* [What is expected]: Where does the word "Running" show up in the records? Copy every line that has it.

Extracted records:

■ ■ ■

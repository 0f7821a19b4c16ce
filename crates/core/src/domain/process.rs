// Process Domain Model (managed + detached processes)

use std::collections::BTreeMap;
use std::fmt;

use serde::{Deserialize, Serialize};

/// What `setup` should start, and how it knows the process is up
#[derive(Debug, Clone, Default, PartialEq, Eq, Serialize, Deserialize)]
pub struct SetupSpec {
    pub cmd: Option<String>,
    /// Readiness token matched against stdout chunks
    pub wait_for: Option<String>,
}

impl SetupSpec {
    pub fn new(cmd: impl Into<String>) -> Self {
        Self {
            cmd: Some(cmd.into()),
            wait_for: None,
        }
    }

    pub fn wait_for(mut self, token: impl Into<String>) -> Self {
        self.wait_for = Some(token.into());
        self
    }

    /// Readiness token, ignoring an empty one
    pub fn readiness_token(&self) -> Option<&str> {
        self.wait_for.as_deref().filter(|t| !t.is_empty())
    }
}

/// Caller options for a detached spawn.
/// Shell mode and working directory are always forced by the connector.
#[derive(Debug, Clone, Default, PartialEq, Eq, Serialize, Deserialize)]
pub struct SpawnOptions {
    pub env: BTreeMap<String, String>,
    /// Start from an empty environment instead of inheriting
    pub clear_env: bool,
}

impl SpawnOptions {
    pub fn env(mut self, key: impl Into<String>, value: impl Into<String>) -> Self {
        self.env.insert(key.into(), value.into());
        self
    }
}

/// Lifecycle state of a target environment
#[derive(Debug, Clone, Copy, PartialEq, Eq, Serialize, Deserialize)]
#[serde(rename_all = "lowercase")]
pub enum TargetState {
    Running,
    Stopped,
}

impl fmt::Display for TargetState {
    fn fmt(&self, f: &mut fmt::Formatter<'_>) -> fmt::Result {
        match self {
            TargetState::Running => write!(f, "running"),
            TargetState::Stopped => write!(f, "stopped"),
        }
    }
}
// Execution Result Domain Model

use serde::{Deserialize, Serialize};

/// Result of a one-shot command
///
/// The exit code is always present: a round-trip that yields no status is a
/// [`ProtocolViolation`](crate::ConnectorError::ProtocolViolation), never a zero.
#[derive(Debug, Clone, PartialEq, Eq, Serialize, Deserialize)]
pub struct ExecutionResult {
    pub stdout: String,
    pub stderr: String,
    pub exit_code: i32,
}

impl ExecutionResult {
    /// Build a result from raw stdout, dropping its final line terminator
    pub fn from_raw(stdout: String, stderr: String, exit_code: i32) -> Self {
        Self {
            stdout: strip_line_terminator(stdout),
            stderr,
            exit_code,
        }
    }

    pub fn success(&self) -> bool {
        self.exit_code == 0
    }
}

/// Remove one trailing `\n` (or `\r\n`).
///
/// Joining a command's output lines never reproduces the terminator of the
/// last line, so both capture modes hand back `"hello"` for `echo hello`.
pub fn strip_line_terminator(mut text: String) -> String {
    if text.ends_with('\n') {
        text.pop();
        if text.ends_with('\r') {
            text.pop();
        }
    }
    text
}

■ ■ ■

* [Task solution]:
    Running,
            TargetState::Running => write!(f, "running"),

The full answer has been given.